People with obesity are at high risk to develop metabolic complications such as type 2 diabetes and metabolic dysfunction-associated fatty liver disease (MAFLD). We previously reported that the apoptosis signal-regulating kinase 1 (ASK1) regulates the development of MAFLD, since high fat diet (HFD)-fed mice with liver-specific ASK1 depletion and overexpression revealed increased and blunted development of MAFLD, respectively. Herein we identify a protective role of liver-expressed ASK1 in the context of diet-induced obesity. When fed a HFD for 20 weeks, liver-specific ASK1 overexpressing mice (ASK1 ^+hep ) were resistant to obesity and showed improved glucose metabolism as well as increased energy expenditure compared to control animals. Moreover, HFD-fed ASK1 ^+hep mice had higher BAT activity as well as increased browning of inguinal WAT, as suggested by increased UCP1 levels. The latter may be induced by the hepatokine fibroblast growth factor (FGF21), a hormone that is mainly produced in the liver and is known to reduce body weight via increasing energy expenditure.

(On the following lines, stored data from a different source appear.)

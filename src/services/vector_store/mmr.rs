//! Maximal marginal relevance reranking.
//!
//! MMR = λ × sim(query, doc) − (1 − λ) × max(sim(doc, selected))
//!
//! λ = 1.0 reproduces plain similarity order, λ = 0.0 maximizes diversity.

/// A candidate result together with its embedding.
#[derive(Debug, Clone)]
pub struct MmrCandidate<T> {
    pub item: T,
    pub score: f32,
    pub vector: Vec<f32>,
}

/// Cosine similarity, 0.0 when either vector has zero magnitude.
pub fn cosine_similarity(a: &[f32], b: &[f32]) -> f32 {
    let dot: f32 = a.iter().zip(b.iter()).map(|(x, y)| x * y).sum();
    let norm_a: f32 = a.iter().map(|x| x * x).sum::<f32>().sqrt();
    let norm_b: f32 = b.iter().map(|x| x * x).sum::<f32>().sqrt();
    if norm_a == 0.0 || norm_b == 0.0 {
        return 0.0;
    }
    dot / (norm_a * norm_b)
}

/// Greedily select up to `k` candidates maximizing MMR.
///
/// Ties go to the earlier candidate, so callers should pass candidates in
/// descending relevance order.
pub fn mmr_rerank<T>(
    query: &[f32],
    candidates: Vec<MmrCandidate<T>>,
    k: usize,
    lambda: f32,
) -> Vec<MmrCandidate<T>> {
    if candidates.is_empty() || k == 0 {
        return Vec::new();
    }

    let lambda = lambda.clamp(0.0, 1.0);
    let k = k.min(candidates.len());
    let relevance: Vec<f32> = candidates
        .iter()
        .map(|c| cosine_similarity(query, &c.vector))
        .collect();

    let mut remaining: Vec<(f32, MmrCandidate<T>)> = relevance.into_iter().zip(candidates).collect();
    let mut selected: Vec<MmrCandidate<T>> = Vec::with_capacity(k);

    while selected.len() < k && !remaining.is_empty() {
        let mut best_idx = 0;
        let mut best_score = f32::NEG_INFINITY;

        for (idx, (rel, candidate)) in remaining.iter().enumerate() {
            let redundancy = selected
                .iter()
                .map(|s| cosine_similarity(&candidate.vector, &s.vector))
                .fold(f32::NEG_INFINITY, f32::max);
            let redundancy = if selected.is_empty() { 0.0 } else { redundancy };

            let score = lambda * rel - (1.0 - lambda) * redundancy;
            if score > best_score {
                best_score = score;
                best_idx = idx;
            }
        }

        let (_, best) = remaining.remove(best_idx);
        selected.push(best);
    }

    selected
}
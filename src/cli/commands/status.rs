use std::path::Path;
use std::sync::Arc;

use anyhow::Result;
use console::style;

use super::runtime::load_config;
use crate::cli::output::{StatusInfo, get_formatter};
use crate::models::{OutputFormat, VectorDriver};
use crate::services::{EmbeddingClient, create_backend};

pub async fn handle_status(
    config_path: Option<&Path>,
    format: OutputFormat,
    verbose: bool,
) -> Result<()> {
    let config = load_config(config_path)?;
    let formatter = get_formatter(format);

    let embedder = Arc::new(EmbeddingClient::new(&config.embedding)?);
    let embedding_reachable = match embedder.health_check().await {
        Ok(()) => true,
        Err(e) => {
            if verbose {
                eprintln!("embedding server: {e}");
            }
            false
        }
    };

    let (vector_store_connected, entries) =
        match create_backend(&config.vector_store, embedder).await {
            Ok(index) => {
                let connected = index.health_check().await.unwrap_or(false);
                let entries = if connected {
                    index.count().await.unwrap_or(0)
                } else {
                    0
                };
                (connected, entries)
            }
            Err(e) => {
                if verbose {
                    eprintln!("vector store: {e}");
                }
                (false, 0)
            }
        };

    let status = StatusInfo {
        vector_store_driver: config.vector_store.driver.to_string(),
        vector_store_url: config.vector_store.url.clone(),
        vector_store_connected,
        collection: config.vector_store.collection.clone(),
        entries,
        embedding_url: config.embedding.url.clone(),
        embedding_model: config.embedding.model_id.clone(),
        embedding_reachable,
        generation_provider: config.generation.provider.to_string(),
        generation_model: config.generation.model.clone(),
    };

    print!("{}", formatter.format_status(&status));

    if !embedding_reachable || !vector_store_connected {
        eprintln!();
        if !embedding_reachable {
            eprintln!(
                "{} embedding server not reachable at {}",
                style("Warning:").yellow().bold(),
                config.embedding.url
            );
        }
        if !vector_store_connected {
            let hint = match config.vector_store.driver {
                VectorDriver::Qdrant => "Qdrant not running. Start with: docker compose up -d qdrant",
                VectorDriver::PostgreSQL => "PostgreSQL not accessible. Check connection settings.",
                VectorDriver::Memory => "in-memory index unavailable.",
            };
            eprintln!("{} {}", style("Warning:").yellow().bold(), hint);
        }
    } else if entries == 0 {
        eprintln!();
        eprintln!(
            "{} collection is empty. Run: docchat db ingest",
            style("Hint:").cyan().bold()
        );
    }

    Ok(())
}
//! Chat messages and the events a chat turn emits.

use serde::{Deserialize, Serialize};

#[derive(Debug, Clone, Copy, PartialEq, Eq, Serialize, Deserialize)]
#[serde(rename_all = "lowercase")]
pub enum Role {
    System,
    Human,
    Assistant,
}

/// A role-tagged message sent to a generation model.
#[derive(Debug, Clone, PartialEq, Eq, Serialize, Deserialize)]
pub struct Message {
    pub role: Role,
    pub content: String,
}

impl Message {
    pub fn system(content: impl Into<String>) -> Self {
        Self {
            role: Role::System,
            content: content.into(),
        }
    }

    pub fn human(content: impl Into<String>) -> Self {
        Self {
            role: Role::Human,
            content: content.into(),
        }
    }
}

/// One record of a streamed answer.
///
/// Serializes as `{"type": "answer" | "sources" | "error", "content": ...}`,
/// one JSON object per line on the wire.
#[derive(Debug, Clone, PartialEq, Eq, Serialize, Deserialize)]
#[serde(tag = "type", content = "content", rename_all = "lowercase")]
pub enum ChatEvent {
    Answer(String),
    Sources(Vec<String>),
    Error(String),
}

impl ChatEvent {
    pub fn to_ndjson(&self) -> Result<String, serde_json::Error> {
        let mut line = serde_json::to_string(self)?;
        line.push('\n');
        Ok(line)
    }
}

#[derive(Debug, Clone, PartialEq, Eq, Serialize, Deserialize)]
pub struct ChatRequest {
    pub question: String,
}

/// Complete answer of a synchronous turn.
#[derive(Debug, Clone, PartialEq, Eq, Serialize, Deserialize)]
pub struct ChatAnswer {
    pub answer: String,
    pub sources: Vec<String>,
}

#[cfg(test)]
mod tests {
    use super::*;

    #[test]
    fn test_event_wire_format() {
        let answer = ChatEvent::Answer("Hel".to_string());
        assert_eq!(
            serde_json::to_string(&answer).unwrap(),
            r#"{"type":"answer","content":"Hel"}"#
        );

        let sources = ChatEvent::Sources(vec!["a.pdf".to_string()]);
        assert_eq!(
            sources.to_ndjson().unwrap(),
            "{\"type\":\"sources\",\"content\":[\"a.pdf\"]}\n"
        );
    }

    #[test]
    fn test_event_decodes_error_record() {
        let event: ChatEvent =
            serde_json::from_str(r#"{"type":"error","content":"index offline"}"#).unwrap();
        assert_eq!(event, ChatEvent::Error("index offline".to_string()));
    }
}
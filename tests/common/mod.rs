#![allow(dead_code)]

use std::path::Path;
use std::sync::Arc;
use std::sync::atomic::{AtomicUsize, Ordering};
use std::sync::Mutex;

use async_trait::async_trait;
use futures::stream;

use docchat::error::{EmbeddingError, GenerationError, VectorStoreError};
use docchat::models::{Chunk, Document, DocumentMetadata, Message, RetrievedChunk, SearchMode};
use docchat::services::{
    EmbeddingProvider, GenerationModel, InMemoryIndex, TextChunker, TokenStream, VectorIndex,
};

pub const KEYWORDS: &[&str] = &["rust", "python", "cooking", "ownership", "garden"];

/// Embeds text as keyword counts, plus a constant bias dimension.
pub struct KeywordEmbedder;

#[async_trait]
impl EmbeddingProvider for KeywordEmbedder {
    async fn embed_batch(&self, texts: Vec<String>) -> Result<Vec<Vec<f32>>, EmbeddingError> {
        Ok(texts
            .iter()
            .map(|text| {
                let lower = text.to_lowercase();
                let mut vector: Vec<f32> = KEYWORDS
                    .iter()
                    .map(|k| lower.matches(k).count() as f32)
                    .collect();
                vector.push(0.01);
                vector
            })
            .collect())
    }

    fn dimension(&self) -> usize {
        KEYWORDS.len() + 1
    }

    fn model_id(&self) -> &str {
        "keyword-test"
    }
}

pub fn memory_index() -> Arc<InMemoryIndex> {
    Arc::new(InMemoryIndex::new("test_collection", Arc::new(KeywordEmbedder)))
}

/// Chunk `content` as if it were page 0 of `source` and store it.
pub async fn add_document(index: &dyn VectorIndex, source: &str, content: &str) -> usize {
    let doc = Document::new(
        content.to_string(),
        DocumentMetadata::from_path(Path::new(source)).with_page(0),
    );
    let chunks = TextChunker::default().chunk(&doc);
    index.add(chunks).await.unwrap()
}

#[derive(Debug, Clone)]
pub enum Script {
    Fragments(Vec<&'static str>),
    FailOnStart,
    FailAfter(Vec<&'static str>),
}

/// Generation model replaying a fixed script and recording its prompts.
pub struct ScriptedModel {
    script: Script,
    pub calls: AtomicUsize,
    pub prompts: Mutex<Vec<Vec<Message>>>,
}

impl ScriptedModel {
    pub fn new(script: Script) -> Arc<Self> {
        Arc::new(Self {
            script,
            calls: AtomicUsize::new(0),
            prompts: Mutex::new(Vec::new()),
        })
    }

    pub fn answering(fragments: Vec<&'static str>) -> Arc<Self> {
        Self::new(Script::Fragments(fragments))
    }

    pub fn call_count(&self) -> usize {
        self.calls.load(Ordering::SeqCst)
    }

    pub fn last_prompt(&self) -> Vec<Message> {
        self.prompts.lock().unwrap().last().cloned().unwrap_or_default()
    }

    fn record(&self, messages: &[Message]) {
        self.calls.fetch_add(1, Ordering::SeqCst);
        self.prompts.lock().unwrap().push(messages.to_vec());
    }
}

#[async_trait]
impl GenerationModel for ScriptedModel {
    async fn complete(&self, messages: &[Message]) -> Result<String, GenerationError> {
        self.record(messages);
        match &self.script {
            Script::Fragments(parts) => Ok(parts.concat()),
            Script::FailOnStart | Script::FailAfter(_) => {
                Err(GenerationError::StreamError("model unavailable".to_string()))
            }
        }
    }

    async fn stream(&self, messages: &[Message]) -> Result<TokenStream, GenerationError> {
        self.record(messages);
        let items: Vec<Result<String, GenerationError>> = match &self.script {
            Script::Fragments(parts) => parts.iter().map(|p| Ok(p.to_string())).collect(),
            Script::FailOnStart => {
                return Err(GenerationError::StreamError("model unavailable".to_string()));
            }
            Script::FailAfter(parts) => parts
                .iter()
                .map(|p| Ok(p.to_string()))
                .chain(std::iter::once(Err(GenerationError::StreamError(
                    "connection reset".to_string(),
                ))))
                .collect(),
        };
        Ok(Box::pin(stream::iter(items)))
    }

    fn model_id(&self) -> &str {
        "scripted-test"
    }
}

/// Index whose every operation fails.
pub struct FailingIndex;

#[async_trait]
impl VectorIndex for FailingIndex {
    async fn health_check(&self) -> Result<bool, VectorStoreError> {
        Ok(false)
    }

    async fn add(&self, _chunks: Vec<Chunk>) -> Result<usize, VectorStoreError> {
        Err(VectorStoreError::ConnectionError("store offline".to_string()))
    }

    async fn query(
        &self,
        _text: &str,
        _k: usize,
        _mode: SearchMode,
    ) -> Result<Vec<RetrievedChunk>, VectorStoreError> {
        Err(VectorStoreError::ConnectionError("store offline".to_string()))
    }

    async fn delete_collection(&self) -> Result<(), VectorStoreError> {
        Err(VectorStoreError::ConnectionError("store offline".to_string()))
    }

    async fn count(&self) -> Result<u64, VectorStoreError> {
        Err(VectorStoreError::ConnectionError("store offline".to_string()))
    }

    fn collection(&self) -> &str {
        "offline"
    }

    fn backend(&self) -> &'static str {
        "failing"
    }
}

/// Wraps an index and fails the `fail_on`-th call to `add` (1-based).
pub struct FlakyIndex {
    pub inner: Arc<InMemoryIndex>,
    pub fail_on: usize,
    pub adds: AtomicUsize,
}

impl FlakyIndex {
    pub fn new(fail_on: usize) -> Arc<Self> {
        Arc::new(Self {
            inner: memory_index(),
            fail_on,
            adds: AtomicUsize::new(0),
        })
    }
}

#[async_trait]
impl VectorIndex for FlakyIndex {
    async fn health_check(&self) -> Result<bool, VectorStoreError> {
        self.inner.health_check().await
    }

    async fn add(&self, chunks: Vec<Chunk>) -> Result<usize, VectorStoreError> {
        let call = self.adds.fetch_add(1, Ordering::SeqCst) + 1;
        if call == self.fail_on {
            return Err(VectorStoreError::UpsertError("simulated outage".to_string()));
        }
        self.inner.add(chunks).await
    }

    async fn query(
        &self,
        text: &str,
        k: usize,
        mode: SearchMode,
    ) -> Result<Vec<RetrievedChunk>, VectorStoreError> {
        self.inner.query(text, k, mode).await
    }

    async fn delete_collection(&self) -> Result<(), VectorStoreError> {
        self.inner.delete_collection().await
    }

    async fn count(&self) -> Result<u64, VectorStoreError> {
        self.inner.count().await
    }

    fn collection(&self) -> &str {
        self.inner.collection()
    }

    fn backend(&self) -> &'static str {
        "flaky"
    }
}
//! Interactive chat session.

use std::io::{BufRead, Write};
use std::path::Path;
use std::time::Duration;

use anyhow::{Context, Result};
use clap::Args;
use console::style;
use futures::StreamExt;
use futures::stream::BoxStream;
use tokio::sync::mpsc;

use super::ask::print_stream;
use super::runtime::{build_engine, load_config};
use crate::cli::output::get_formatter;
use crate::client::ChatClient;
use crate::models::{ChatEvent, OutputFormat};
use crate::services::ChatEngine;

const QUIT_WORDS: &[&str] = &["salir", "exit", "quit"];

#[derive(Debug, Args)]
pub struct ChatArgs {
    /// Talk to a running server instead of answering locally
    #[arg(long, value_name = "URL")]
    pub server: Option<String>,
}

enum Backend {
    Local(ChatEngine),
    Remote(ChatClient),
}

impl Backend {
    async fn events(&self, question: &str) -> Result<BoxStream<'static, Result<ChatEvent>>> {
        match self {
            Backend::Local(engine) => Ok(engine.ask_stream(question).map(Ok).boxed()),
            Backend::Remote(client) => {
                let events = client
                    .ask_stream(question)
                    .await
                    .with_context(|| format!("request to {} failed", client.base_url()))?;
                Ok(events.map(|e| e.map_err(anyhow::Error::from)).boxed())
            }
        }
    }
}

pub fn is_quit_command(input: &str) -> bool {
    let input = input.trim();
    QUIT_WORDS.iter().any(|w| input.eq_ignore_ascii_case(w))
}

/// Lines from `reader`, read on a detached thread. A pending terminal read
/// does not keep the process alive after the loop exits.
pub fn spawn_line_reader<R>(reader: R) -> mpsc::Receiver<std::io::Result<String>>
where
    R: BufRead + Send + 'static,
{
    let (tx, rx) = mpsc::channel(1);
    std::thread::spawn(move || {
        for line in reader.lines() {
            let failed = line.is_err();
            if tx.blocking_send(line).is_err() || failed {
                break;
            }
        }
    });
    rx
}

pub async fn handle_chat(
    args: ChatArgs,
    config_path: Option<&Path>,
    _format: OutputFormat,
    _verbose: bool,
) -> Result<()> {
    let config = load_config(config_path)?;
    // Streamed fragments only make sense as plain text.
    let formatter = get_formatter(OutputFormat::Text);

    let backend = match args.server {
        Some(url) => {
            let client = ChatClient::new(
                &url,
                Duration::from_secs(config.generation.timeout_secs),
            )?;
            Backend::Remote(client)
        }
        None => Backend::Local(build_engine(&config).await?),
    };

    println!(
        "{}",
        style("Document assistant ready. Type 'exit' to quit.").bold()
    );

    let mut lines = spawn_line_reader(std::io::BufReader::new(std::io::stdin()));
    loop {
        print!("\n{} ", style("You:").cyan().bold());
        std::io::stdout().flush()?;

        let Some(line) = lines.recv().await.transpose()? else {
            println!();
            break;
        };
        let question = line.trim();
        if question.is_empty() {
            continue;
        }
        if is_quit_command(question) {
            break;
        }

        print!("{} ", style("Assistant:").green().bold());
        std::io::stdout().flush()?;

        let outcome = match backend.events(question).await {
            Ok(events) => print_stream(events, formatter.as_ref()).await,
            Err(e) => Err(e),
        };
        match outcome {
            Ok(None) => {}
            Ok(Some(message)) => eprintln!("{} {}", style("Error:").red().bold(), message),
            Err(e) => eprintln!("{} {:#}", style("Error:").red().bold(), e),
        }
    }

    println!("{}", style("Goodbye.").dim());
    Ok(())
}

#[cfg(test)]
mod tests {
    use super::*;

    #[test]
    fn test_quit_words() {
        assert!(is_quit_command("salir"));
        assert!(is_quit_command("  EXIT "));
        assert!(is_quit_command("quit"));
        assert!(!is_quit_command("quitting time"));
        assert!(!is_quit_command(""));
    }

    #[tokio::test]
    async fn test_line_reader_forwards_lines_then_closes() {
        let input = std::io::Cursor::new("hello\n\nexit\n");
        let mut lines = spawn_line_reader(input);

        let mut seen = Vec::new();
        while let Some(line) = lines.recv().await {
            seen.push(line.unwrap());
        }
        assert_eq!(seen, vec!["hello", "", "exit"]);
    }

    #[tokio::test]
    async fn test_line_reader_stops_after_read_error() {
        let input = std::io::Cursor::new(vec![b'o', b'k', b'\n', 0xff, b'\n', b'x', b'\n']);
        let mut lines = spawn_line_reader(input);

        assert_eq!(lines.recv().await.unwrap().unwrap(), "ok");
        assert!(lines.recv().await.unwrap().is_err());
        assert!(lines.recv().await.is_none());
    }
}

In line with an important role of FGF21, its plasma levels were significantly increased in HFD-fed ASK1 ^+hep mice and they negatively correlated with body weight. Mechanistically, we propose that the transcription factor ATF4 is activated via HFD-induced ASK1-p38 signaling in hepatocytes, subsequently promoting hepatic Fgf21 gene expression. Supporting this hypothesis, p38 inhibition resulted in a more pronounced reduction in Fgf21 expression in ASK1 ^+hep hepatocytes compared to controls, while silencing of ATF4 in primary hepatocytes significantly decreased Fgf21 transcript levels in ASK1 ^+hep hepatocytes but not in hepatocytes derived from control mice. In conclusion, we have uncovered a yet undescribed axis between hepatic ASK1 and FGF21 which positively affects body weight and glucose metabolism.